- [MATERIAL TO PROCESS]
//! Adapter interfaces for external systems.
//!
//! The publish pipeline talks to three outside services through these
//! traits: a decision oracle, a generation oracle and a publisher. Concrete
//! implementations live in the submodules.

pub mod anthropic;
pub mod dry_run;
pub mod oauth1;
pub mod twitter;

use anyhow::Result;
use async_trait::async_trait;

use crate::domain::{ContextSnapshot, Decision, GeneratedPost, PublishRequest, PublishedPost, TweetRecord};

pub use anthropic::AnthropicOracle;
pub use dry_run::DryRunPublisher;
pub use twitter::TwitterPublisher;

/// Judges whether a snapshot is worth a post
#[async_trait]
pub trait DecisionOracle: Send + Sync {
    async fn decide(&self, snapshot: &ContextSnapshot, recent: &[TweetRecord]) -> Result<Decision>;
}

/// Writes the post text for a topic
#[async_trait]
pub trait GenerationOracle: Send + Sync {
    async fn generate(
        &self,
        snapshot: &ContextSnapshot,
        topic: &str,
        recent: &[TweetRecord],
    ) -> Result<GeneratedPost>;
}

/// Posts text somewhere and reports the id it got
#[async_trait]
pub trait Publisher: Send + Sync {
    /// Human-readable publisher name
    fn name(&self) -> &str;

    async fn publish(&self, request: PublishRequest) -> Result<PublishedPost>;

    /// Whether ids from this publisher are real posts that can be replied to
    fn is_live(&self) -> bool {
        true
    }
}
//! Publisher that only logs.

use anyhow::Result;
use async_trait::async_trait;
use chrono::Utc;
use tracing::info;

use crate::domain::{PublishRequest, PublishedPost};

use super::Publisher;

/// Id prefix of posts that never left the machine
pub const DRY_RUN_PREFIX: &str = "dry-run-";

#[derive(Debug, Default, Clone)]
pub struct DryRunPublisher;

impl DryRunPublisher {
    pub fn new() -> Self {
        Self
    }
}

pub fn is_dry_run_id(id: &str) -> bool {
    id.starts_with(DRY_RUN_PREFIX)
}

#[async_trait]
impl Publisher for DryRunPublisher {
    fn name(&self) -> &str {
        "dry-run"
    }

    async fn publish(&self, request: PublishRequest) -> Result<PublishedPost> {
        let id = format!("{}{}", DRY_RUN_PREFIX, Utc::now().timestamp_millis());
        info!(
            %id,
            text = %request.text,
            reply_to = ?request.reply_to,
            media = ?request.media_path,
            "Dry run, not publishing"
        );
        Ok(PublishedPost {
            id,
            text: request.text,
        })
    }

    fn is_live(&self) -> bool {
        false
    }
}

- [TASK DETAILS] Find every line in the records that contains the word "DryRunPublisher"; copy those lines.

- [ANSWER TO THIS EXERCISE]
pub use dry_run::DryRunPublisher;
pub struct DryRunPublisher;
impl DryRunPublisher {
impl Publisher for DryRunPublisher {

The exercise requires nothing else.